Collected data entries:
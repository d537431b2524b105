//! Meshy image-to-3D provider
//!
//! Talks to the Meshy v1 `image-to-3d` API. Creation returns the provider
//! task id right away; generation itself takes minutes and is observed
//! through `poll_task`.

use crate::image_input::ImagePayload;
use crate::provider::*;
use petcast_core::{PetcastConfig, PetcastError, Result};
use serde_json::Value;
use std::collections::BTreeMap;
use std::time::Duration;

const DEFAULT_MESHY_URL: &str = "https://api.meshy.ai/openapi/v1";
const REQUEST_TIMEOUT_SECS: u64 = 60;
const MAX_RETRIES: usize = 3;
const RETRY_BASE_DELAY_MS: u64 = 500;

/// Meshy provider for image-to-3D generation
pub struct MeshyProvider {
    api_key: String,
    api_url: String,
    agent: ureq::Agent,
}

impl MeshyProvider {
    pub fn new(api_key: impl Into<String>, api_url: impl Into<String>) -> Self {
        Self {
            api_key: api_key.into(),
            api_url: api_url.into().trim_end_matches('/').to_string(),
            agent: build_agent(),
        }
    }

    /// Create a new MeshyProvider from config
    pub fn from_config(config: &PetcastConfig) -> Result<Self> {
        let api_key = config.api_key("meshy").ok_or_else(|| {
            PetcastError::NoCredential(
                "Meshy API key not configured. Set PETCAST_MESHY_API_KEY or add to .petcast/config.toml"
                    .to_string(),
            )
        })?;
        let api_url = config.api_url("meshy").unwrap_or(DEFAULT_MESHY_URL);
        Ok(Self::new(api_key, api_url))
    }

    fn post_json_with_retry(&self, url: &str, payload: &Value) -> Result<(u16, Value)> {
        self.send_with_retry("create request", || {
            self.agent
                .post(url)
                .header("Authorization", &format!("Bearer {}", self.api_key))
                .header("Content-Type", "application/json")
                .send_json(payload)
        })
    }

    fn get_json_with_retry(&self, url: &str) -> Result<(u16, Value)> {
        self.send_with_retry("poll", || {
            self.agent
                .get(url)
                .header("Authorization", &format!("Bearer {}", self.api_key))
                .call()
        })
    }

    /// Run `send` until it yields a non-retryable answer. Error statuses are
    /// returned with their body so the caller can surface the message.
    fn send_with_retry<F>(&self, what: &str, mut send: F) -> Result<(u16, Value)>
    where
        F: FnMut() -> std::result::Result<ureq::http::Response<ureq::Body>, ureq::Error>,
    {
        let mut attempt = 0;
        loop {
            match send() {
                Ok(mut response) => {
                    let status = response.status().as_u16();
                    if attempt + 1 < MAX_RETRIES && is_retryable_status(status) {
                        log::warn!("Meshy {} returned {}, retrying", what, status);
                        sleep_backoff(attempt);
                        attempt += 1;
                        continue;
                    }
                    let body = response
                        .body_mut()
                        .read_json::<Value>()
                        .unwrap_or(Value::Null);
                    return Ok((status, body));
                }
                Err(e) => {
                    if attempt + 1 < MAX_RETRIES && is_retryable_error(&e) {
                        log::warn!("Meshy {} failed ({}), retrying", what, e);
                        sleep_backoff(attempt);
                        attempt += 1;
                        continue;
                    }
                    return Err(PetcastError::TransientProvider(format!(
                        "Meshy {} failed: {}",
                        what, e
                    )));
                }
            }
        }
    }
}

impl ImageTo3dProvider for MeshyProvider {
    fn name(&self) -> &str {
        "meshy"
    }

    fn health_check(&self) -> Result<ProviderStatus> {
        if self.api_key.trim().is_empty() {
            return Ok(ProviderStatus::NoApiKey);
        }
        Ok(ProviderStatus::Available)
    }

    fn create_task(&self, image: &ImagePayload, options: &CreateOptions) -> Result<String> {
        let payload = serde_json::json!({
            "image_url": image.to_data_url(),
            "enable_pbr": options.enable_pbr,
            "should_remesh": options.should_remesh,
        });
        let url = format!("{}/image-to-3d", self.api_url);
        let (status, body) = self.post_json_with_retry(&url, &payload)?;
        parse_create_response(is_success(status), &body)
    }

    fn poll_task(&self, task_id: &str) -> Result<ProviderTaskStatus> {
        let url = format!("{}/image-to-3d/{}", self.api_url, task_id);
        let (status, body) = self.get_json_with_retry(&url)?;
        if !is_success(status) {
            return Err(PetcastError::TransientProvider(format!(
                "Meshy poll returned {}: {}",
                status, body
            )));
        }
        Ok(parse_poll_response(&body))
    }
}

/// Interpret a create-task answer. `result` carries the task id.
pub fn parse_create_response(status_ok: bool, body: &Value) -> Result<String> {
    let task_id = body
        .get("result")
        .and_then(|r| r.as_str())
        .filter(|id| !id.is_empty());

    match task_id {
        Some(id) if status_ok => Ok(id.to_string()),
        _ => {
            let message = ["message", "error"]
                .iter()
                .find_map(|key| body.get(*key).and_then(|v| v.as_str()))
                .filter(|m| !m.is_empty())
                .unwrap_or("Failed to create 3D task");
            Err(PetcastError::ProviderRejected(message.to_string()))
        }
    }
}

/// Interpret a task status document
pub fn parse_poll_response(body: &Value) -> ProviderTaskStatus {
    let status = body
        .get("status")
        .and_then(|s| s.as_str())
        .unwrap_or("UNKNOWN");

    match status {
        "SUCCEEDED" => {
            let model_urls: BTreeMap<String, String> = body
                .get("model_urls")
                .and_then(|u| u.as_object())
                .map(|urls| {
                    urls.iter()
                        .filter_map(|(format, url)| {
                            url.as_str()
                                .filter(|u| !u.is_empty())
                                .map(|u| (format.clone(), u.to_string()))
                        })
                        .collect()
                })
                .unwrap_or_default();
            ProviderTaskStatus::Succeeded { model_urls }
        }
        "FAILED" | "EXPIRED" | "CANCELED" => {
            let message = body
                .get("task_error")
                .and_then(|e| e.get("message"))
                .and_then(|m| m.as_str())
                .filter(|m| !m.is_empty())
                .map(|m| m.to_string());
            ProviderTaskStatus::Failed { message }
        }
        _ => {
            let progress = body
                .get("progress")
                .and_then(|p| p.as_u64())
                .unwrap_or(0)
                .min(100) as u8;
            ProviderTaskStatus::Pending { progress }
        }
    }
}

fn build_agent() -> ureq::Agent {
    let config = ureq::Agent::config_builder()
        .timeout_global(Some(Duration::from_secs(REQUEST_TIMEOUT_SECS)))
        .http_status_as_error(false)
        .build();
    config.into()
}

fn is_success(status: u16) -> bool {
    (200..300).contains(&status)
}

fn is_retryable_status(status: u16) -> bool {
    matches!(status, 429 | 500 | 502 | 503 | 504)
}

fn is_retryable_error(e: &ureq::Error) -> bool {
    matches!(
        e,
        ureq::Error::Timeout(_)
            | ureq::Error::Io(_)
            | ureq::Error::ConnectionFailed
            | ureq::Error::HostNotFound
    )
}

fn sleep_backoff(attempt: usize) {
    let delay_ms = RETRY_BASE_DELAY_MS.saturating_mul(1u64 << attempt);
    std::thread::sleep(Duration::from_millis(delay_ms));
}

---

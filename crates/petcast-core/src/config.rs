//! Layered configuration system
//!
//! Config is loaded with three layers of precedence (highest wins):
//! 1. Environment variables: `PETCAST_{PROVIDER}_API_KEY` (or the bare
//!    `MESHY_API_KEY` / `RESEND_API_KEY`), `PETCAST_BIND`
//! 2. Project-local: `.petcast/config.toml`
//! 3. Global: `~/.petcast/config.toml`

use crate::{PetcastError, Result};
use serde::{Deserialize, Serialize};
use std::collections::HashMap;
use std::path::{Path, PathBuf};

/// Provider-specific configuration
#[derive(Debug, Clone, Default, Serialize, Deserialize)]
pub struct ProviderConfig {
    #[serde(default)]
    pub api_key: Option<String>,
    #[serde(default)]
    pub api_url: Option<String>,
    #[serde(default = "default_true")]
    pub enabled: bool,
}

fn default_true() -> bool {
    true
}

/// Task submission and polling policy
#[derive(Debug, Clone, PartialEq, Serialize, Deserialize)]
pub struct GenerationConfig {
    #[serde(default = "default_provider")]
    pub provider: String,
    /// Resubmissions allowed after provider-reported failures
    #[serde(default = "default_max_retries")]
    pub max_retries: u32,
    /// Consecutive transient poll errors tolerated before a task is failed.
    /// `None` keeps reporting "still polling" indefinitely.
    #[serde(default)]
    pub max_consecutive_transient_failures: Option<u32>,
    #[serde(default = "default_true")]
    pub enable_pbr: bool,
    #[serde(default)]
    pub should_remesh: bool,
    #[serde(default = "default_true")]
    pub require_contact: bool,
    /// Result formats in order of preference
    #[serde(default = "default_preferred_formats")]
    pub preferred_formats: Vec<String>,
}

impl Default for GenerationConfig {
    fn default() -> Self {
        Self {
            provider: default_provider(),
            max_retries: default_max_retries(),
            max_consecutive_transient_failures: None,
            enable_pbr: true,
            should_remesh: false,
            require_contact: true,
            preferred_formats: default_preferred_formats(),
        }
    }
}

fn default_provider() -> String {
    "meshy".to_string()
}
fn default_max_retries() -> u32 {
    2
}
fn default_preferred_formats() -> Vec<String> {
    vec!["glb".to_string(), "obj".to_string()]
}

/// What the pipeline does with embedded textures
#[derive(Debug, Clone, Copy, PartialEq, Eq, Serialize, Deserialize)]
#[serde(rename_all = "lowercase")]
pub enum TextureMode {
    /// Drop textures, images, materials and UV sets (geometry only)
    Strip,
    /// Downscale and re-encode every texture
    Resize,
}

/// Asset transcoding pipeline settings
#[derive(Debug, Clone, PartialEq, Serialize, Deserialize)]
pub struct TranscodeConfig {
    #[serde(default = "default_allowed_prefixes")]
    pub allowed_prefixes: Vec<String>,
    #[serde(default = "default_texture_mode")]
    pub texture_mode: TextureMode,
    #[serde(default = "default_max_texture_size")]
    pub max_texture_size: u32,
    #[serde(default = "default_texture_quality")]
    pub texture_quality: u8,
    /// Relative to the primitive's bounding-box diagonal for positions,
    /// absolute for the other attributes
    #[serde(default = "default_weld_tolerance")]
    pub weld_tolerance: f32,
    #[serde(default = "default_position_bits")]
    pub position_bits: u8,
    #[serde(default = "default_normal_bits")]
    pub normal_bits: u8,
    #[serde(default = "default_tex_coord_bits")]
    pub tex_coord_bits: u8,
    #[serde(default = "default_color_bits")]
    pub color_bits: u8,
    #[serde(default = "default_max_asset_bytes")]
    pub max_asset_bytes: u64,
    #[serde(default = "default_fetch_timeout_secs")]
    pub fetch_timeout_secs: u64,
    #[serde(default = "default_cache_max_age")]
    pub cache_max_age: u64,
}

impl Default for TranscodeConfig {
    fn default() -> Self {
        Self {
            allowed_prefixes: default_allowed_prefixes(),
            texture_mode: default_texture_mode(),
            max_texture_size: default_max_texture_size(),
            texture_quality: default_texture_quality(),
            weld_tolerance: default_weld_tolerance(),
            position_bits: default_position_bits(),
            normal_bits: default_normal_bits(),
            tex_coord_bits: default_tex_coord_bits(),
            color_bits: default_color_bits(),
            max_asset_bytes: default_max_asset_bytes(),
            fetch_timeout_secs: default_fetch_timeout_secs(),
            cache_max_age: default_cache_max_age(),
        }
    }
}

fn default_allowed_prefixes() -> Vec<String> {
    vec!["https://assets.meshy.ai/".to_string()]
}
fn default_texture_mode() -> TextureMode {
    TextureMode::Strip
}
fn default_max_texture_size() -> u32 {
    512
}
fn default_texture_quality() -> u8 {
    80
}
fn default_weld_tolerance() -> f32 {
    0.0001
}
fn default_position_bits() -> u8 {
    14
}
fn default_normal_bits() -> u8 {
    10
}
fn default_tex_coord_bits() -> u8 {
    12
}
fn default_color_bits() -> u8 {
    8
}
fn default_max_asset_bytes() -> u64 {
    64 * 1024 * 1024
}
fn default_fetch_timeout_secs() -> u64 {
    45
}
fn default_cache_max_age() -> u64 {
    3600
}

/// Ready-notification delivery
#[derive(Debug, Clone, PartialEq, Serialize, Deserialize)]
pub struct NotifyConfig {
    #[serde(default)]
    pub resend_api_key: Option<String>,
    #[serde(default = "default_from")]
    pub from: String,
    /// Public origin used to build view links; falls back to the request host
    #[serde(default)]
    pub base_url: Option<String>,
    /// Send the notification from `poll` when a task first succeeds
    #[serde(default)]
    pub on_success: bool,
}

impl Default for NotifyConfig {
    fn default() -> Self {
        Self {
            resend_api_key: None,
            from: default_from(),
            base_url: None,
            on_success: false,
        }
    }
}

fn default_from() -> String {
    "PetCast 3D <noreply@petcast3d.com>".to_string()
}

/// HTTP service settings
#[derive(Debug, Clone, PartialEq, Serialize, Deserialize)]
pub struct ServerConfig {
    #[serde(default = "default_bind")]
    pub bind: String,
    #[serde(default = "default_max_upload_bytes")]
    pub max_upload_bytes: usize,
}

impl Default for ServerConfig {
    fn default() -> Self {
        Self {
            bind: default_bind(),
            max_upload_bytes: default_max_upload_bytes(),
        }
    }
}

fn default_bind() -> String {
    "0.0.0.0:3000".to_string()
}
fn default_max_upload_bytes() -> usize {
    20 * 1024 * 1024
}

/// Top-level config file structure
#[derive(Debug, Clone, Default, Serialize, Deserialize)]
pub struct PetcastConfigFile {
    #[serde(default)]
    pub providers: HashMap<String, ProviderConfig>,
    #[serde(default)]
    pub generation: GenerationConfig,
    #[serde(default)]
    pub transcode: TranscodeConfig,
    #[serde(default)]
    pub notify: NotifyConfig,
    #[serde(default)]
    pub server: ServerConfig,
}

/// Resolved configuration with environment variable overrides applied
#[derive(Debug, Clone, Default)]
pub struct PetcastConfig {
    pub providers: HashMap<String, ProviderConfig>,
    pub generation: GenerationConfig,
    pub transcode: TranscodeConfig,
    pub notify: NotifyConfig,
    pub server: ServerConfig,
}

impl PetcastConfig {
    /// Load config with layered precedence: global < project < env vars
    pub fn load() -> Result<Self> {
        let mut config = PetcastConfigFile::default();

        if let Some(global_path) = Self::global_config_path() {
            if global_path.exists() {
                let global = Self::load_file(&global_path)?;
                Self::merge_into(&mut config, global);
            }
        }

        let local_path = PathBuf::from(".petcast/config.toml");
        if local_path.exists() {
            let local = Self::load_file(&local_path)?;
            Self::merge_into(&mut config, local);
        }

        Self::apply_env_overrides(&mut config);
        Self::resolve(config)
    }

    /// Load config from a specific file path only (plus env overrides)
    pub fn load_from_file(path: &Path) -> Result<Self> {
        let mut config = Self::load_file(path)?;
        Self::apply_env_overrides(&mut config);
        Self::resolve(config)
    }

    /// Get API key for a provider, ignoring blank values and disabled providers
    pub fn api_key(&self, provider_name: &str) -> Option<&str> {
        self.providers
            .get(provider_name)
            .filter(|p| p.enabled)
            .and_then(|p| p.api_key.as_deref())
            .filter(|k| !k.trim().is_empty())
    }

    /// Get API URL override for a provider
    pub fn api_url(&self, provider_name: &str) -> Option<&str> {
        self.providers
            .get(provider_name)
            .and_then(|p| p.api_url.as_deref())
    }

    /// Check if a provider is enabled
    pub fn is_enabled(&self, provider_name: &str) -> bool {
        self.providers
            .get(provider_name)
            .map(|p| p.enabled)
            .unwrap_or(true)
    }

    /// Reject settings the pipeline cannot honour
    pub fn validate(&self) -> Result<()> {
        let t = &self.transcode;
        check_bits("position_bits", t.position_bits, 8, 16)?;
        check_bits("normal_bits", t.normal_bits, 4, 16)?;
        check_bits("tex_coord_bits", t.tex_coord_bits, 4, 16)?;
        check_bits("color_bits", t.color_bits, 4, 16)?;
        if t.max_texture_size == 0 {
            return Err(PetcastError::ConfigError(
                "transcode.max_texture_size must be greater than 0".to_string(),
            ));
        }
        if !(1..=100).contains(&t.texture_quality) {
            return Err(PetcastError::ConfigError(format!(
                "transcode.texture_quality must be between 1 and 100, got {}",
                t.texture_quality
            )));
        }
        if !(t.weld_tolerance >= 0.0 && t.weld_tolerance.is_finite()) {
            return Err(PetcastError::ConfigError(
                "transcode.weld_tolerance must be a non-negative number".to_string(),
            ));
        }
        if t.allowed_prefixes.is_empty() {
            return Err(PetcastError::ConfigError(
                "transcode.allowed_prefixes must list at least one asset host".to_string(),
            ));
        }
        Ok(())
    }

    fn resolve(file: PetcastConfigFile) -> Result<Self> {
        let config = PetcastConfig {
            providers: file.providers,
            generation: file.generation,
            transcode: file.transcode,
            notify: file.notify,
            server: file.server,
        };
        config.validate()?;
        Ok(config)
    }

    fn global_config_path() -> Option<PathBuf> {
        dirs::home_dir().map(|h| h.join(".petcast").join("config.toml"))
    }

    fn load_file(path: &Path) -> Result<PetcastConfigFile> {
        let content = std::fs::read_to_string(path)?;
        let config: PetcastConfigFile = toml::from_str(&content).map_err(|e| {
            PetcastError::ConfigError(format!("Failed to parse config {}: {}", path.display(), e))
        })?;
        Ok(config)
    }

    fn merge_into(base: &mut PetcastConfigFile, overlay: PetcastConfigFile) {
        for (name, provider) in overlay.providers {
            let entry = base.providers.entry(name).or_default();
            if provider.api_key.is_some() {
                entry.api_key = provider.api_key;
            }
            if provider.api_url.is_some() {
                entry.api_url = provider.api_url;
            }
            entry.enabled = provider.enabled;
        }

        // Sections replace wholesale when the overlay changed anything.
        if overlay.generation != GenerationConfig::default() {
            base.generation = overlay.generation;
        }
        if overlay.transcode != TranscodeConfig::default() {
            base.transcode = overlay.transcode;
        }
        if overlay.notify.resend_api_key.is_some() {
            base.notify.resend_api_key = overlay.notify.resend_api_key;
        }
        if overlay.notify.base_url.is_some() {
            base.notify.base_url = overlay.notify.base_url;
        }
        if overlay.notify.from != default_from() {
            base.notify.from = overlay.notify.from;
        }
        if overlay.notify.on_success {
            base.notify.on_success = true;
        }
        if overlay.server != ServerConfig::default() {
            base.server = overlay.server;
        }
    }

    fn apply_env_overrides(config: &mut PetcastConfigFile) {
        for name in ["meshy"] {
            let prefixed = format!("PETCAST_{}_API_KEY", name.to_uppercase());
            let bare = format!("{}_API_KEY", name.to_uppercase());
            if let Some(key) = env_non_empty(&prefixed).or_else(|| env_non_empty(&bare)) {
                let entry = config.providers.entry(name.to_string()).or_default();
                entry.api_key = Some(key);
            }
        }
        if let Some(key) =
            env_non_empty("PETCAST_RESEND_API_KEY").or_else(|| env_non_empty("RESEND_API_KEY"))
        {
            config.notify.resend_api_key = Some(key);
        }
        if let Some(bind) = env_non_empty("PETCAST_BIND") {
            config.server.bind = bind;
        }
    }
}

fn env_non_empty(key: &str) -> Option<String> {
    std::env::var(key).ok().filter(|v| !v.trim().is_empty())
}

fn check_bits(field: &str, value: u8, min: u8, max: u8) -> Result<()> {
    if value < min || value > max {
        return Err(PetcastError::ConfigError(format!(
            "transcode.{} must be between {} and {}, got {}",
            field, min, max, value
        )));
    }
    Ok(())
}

→ **Exercise**
Go through the data and copy every line that includes "between".

→ **Answer space**
                "transcode.texture_quality must be between 1 and 100, got {}",
            "transcode.{} must be between {} and {}, got {}",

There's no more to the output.